TASK ITEM - Repeat the records below verbatim.

ENTRIES PROVIDED -
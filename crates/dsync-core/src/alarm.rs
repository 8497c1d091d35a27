//! Audio alarm events (clip and silence detection)

use crate::error::{Error, Result};
use serde::Serialize;
use std::fmt;

#[derive(Debug, Clone, Copy, PartialEq, Eq, Serialize)]
#[serde(rename_all = "UPPERCASE")]
pub enum AlarmKind {
    Clip,
    Silence,
}

impl AlarmKind {
    pub fn as_str(&self) -> &'static str {
        match self {
            AlarmKind::Clip => "CLIP",
            AlarmKind::Silence => "SILENCE",
        }
    }
}

impl fmt::Display for AlarmKind {
    fn fmt(&self, f: &mut fmt::Formatter<'_>) -> fmt::Result {
        f.write_str(self.as_str())
    }
}

impl std::str::FromStr for AlarmKind {
    type Err = Error;

    fn from_str(s: &str) -> Result<Self> {
        match s {
            "CLIP" => Ok(AlarmKind::Clip),
            "SILENCE" => Ok(AlarmKind::Silence),
            _ => Err(Error::invalid_field("alarm kind", s)),
        }
    }
}

/// Which side of the slot the level detector watches
#[derive(Debug, Clone, Copy, PartialEq, Eq, Serialize)]
#[serde(rename_all = "UPPERCASE")]
pub enum AlarmPort {
    Input,
    Output,
}

impl fmt::Display for AlarmPort {
    fn fmt(&self, f: &mut fmt::Formatter<'_>) -> fmt::Result {
        match self {
            AlarmPort::Input => write!(f, "INPUT"),
            AlarmPort::Output => write!(f, "OUTPUT"),
        }
    }
}

impl std::str::FromStr for AlarmPort {
    type Err = Error;

    fn from_str(s: &str) -> Result<Self> {
        match s {
            "INPUT" => Ok(AlarmPort::Input),
            "OUTPUT" => Ok(AlarmPort::Output),
            _ => Err(Error::invalid_field("alarm port", s)),
        }
    }
}

#[derive(Debug, Clone, Copy, PartialEq, Eq, Serialize)]
#[serde(rename_all = "UPPERCASE")]
pub enum AlarmChannel {
    Left,
    Right,
}

impl fmt::Display for AlarmChannel {
    fn fmt(&self, f: &mut fmt::Formatter<'_>) -> fmt::Result {
        match self {
            AlarmChannel::Left => write!(f, "LEFT"),
            AlarmChannel::Right => write!(f, "RIGHT"),
        }
    }
}

impl std::str::FromStr for AlarmChannel {
    type Err = Error;

    fn from_str(s: &str) -> Result<Self> {
        match s {
            "LEFT" => Ok(AlarmChannel::Left),
            "RIGHT" => Ok(AlarmChannel::Right),
            _ => Err(Error::invalid_field("alarm channel", s)),
        }
    }
}

/// A transient alarm state change. Never stored.
#[derive(Debug, Clone, PartialEq, Eq, Serialize)]
pub struct Alarm {
    kind: AlarmKind,
    host_address: String,
    slot_number: u32,
    port: AlarmPort,
    channel: AlarmChannel,
    active: bool,
}

impl Alarm {
    pub fn new(
        kind: AlarmKind,
        host_address: impl Into<String>,
        slot_number: u32,
        port: AlarmPort,
        channel: AlarmChannel,
        active: bool,
    ) -> Self {
        Self {
            kind,
            host_address: host_address.into(),
            slot_number,
            port,
            channel,
            active,
        }
    }

    pub fn kind(&self) -> AlarmKind {
        self.kind
    }

    pub fn host_address(&self) -> &str {
        &self.host_address
    }

    pub fn slot_number(&self) -> u32 {
        self.slot_number
    }

    pub fn port(&self) -> AlarmPort {
        self.port
    }

    pub fn channel(&self) -> AlarmChannel {
        self.channel
    }

    /// `true` when the alarm condition started, `false` when it cleared
    pub fn is_active(&self) -> bool {
        self.active
    }
}

impl fmt::Display for Alarm {
    fn fmt(&self, f: &mut fmt::Formatter<'_>) -> fmt::Result {
        write!(
            f,
            "{} {}/{} {} {} {}",
            self.kind,
            self.host_address,
            self.slot_number,
            self.port,
            self.channel,
            if self.active { "active" } else { "clear" }
        )
    }
}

EXERCISE OUTPUT -
filename crates/dsync-core/src/alarm.rs
repository 8497c1d091d35a27
//! Audio alarm events (clip and silence detection)

use crate::error::{Error, Result};
use serde::Serialize;
use std::fmt;

#[derive(Debug, Clone, Copy, PartialEq, Eq, Serialize)]
#[serde(rename_all = "UPPERCASE")]
pub enum AlarmKind {
    Clip,
    Silence,
}

impl AlarmKind {
    pub fn as_str(&self) -> &'static str {
        match self {
            AlarmKind::Clip => "CLIP",
            AlarmKind::Silence => "SILENCE",
        }
    }
}

impl fmt::Display for AlarmKind {
    fn fmt(&self, f: &mut fmt::Formatter<'_>) -> fmt::Result {
        f.write_str(self.as_str())
    }
}

impl std::str::FromStr for AlarmKind {
    type Err = Error;

    fn from_str(s: &str) -> Result<Self> {
        match s {
            "CLIP" => Ok(AlarmKind::Clip),
            "SILENCE" => Ok(AlarmKind::Silence),
            _ => Err(Error::invalid_field("alarm kind", s)),
        }
    }
}

/// Which side of the slot the level detector watches
#[derive(Debug, Clone, Copy, PartialEq, Eq, Serialize)]
#[serde(rename_all = "UPPERCASE")]
pub enum AlarmPort {
    Input,
    Output,
}

impl fmt::Display for AlarmPort {
    fn fmt(&self, f: &mut fmt::Formatter<'_>) -> fmt::Result {
        match self {
            AlarmPort::Input => write!(f, "INPUT"),
            AlarmPort::Output => write!(f, "OUTPUT"),
        }
    }
}

impl std::str::FromStr for AlarmPort {
    type Err = Error;

    fn from_str(s: &str) -> Result<Self> {
        match s {
            "INPUT" => Ok(AlarmPort::Input),
            "OUTPUT" => Ok(AlarmPort::Output),
            _ => Err(Error::invalid_field("alarm port", s)),
        }
    }
}

#[derive(Debug, Clone, Copy, PartialEq, Eq, Serialize)]
#[serde(rename_all = "UPPERCASE")]
pub enum AlarmChannel {
    Left,
    Right,
}

impl fmt::Display for AlarmChannel {
    fn fmt(&self, f: &mut fmt::Formatter<'_>) -> fmt::Result {
        match self {
            AlarmChannel::Left => write!(f, "LEFT"),
            AlarmChannel::Right => write!(f, "RIGHT"),
        }
    }
}

impl std::str::FromStr for AlarmChannel {
    type Err = Error;

    fn from_str(s: &str) -> Result<Self> {
        match s {
            "LEFT" => Ok(AlarmChannel::Left),
            "RIGHT" => Ok(AlarmChannel::Right),
            _ => Err(Error::invalid_field("alarm channel", s)),
        }
    }
}

/// A transient alarm state change. Never stored.
#[derive(Debug, Clone, PartialEq, Eq, Serialize)]
pub struct Alarm {
    kind: AlarmKind,
    host_address: String,
    slot_number: u32,
    port: AlarmPort,
    channel: AlarmChannel,
    active: bool,
}

impl Alarm {
    pub fn new(
        kind: AlarmKind,
        host_address: impl Into<String>,
        slot_number: u32,
        port: AlarmPort,
        channel: AlarmChannel,
        active: bool,
    ) -> Self {
        Self {
            kind,
            host_address: host_address.into(),
            slot_number,
            port,
            channel,
            active,
        }
    }

    pub fn kind(&self) -> AlarmKind {
        self.kind
    }

    pub fn host_address(&self) -> &str {
        &self.host_address
    }

    pub fn slot_number(&self) -> u32 {
        self.slot_number
    }

    pub fn port(&self) -> AlarmPort {
        self.port
    }

    pub fn channel(&self) -> AlarmChannel {
        self.channel
    }

    /// `true` when the alarm condition started, `false` when it cleared
    pub fn is_active(&self) -> bool {
        self.active
    }
}

impl fmt::Display for Alarm {
    fn fmt(&self, f: &mut fmt::Formatter<'_>) -> fmt::Result {
        write!(
            f,
            "{} {}/{} {} {} {}",
            self.kind,
            self.host_address,
            self.slot_number,
            self.port,
            self.channel,
            if self.active { "active" } else { "clear" }
        )
    }
}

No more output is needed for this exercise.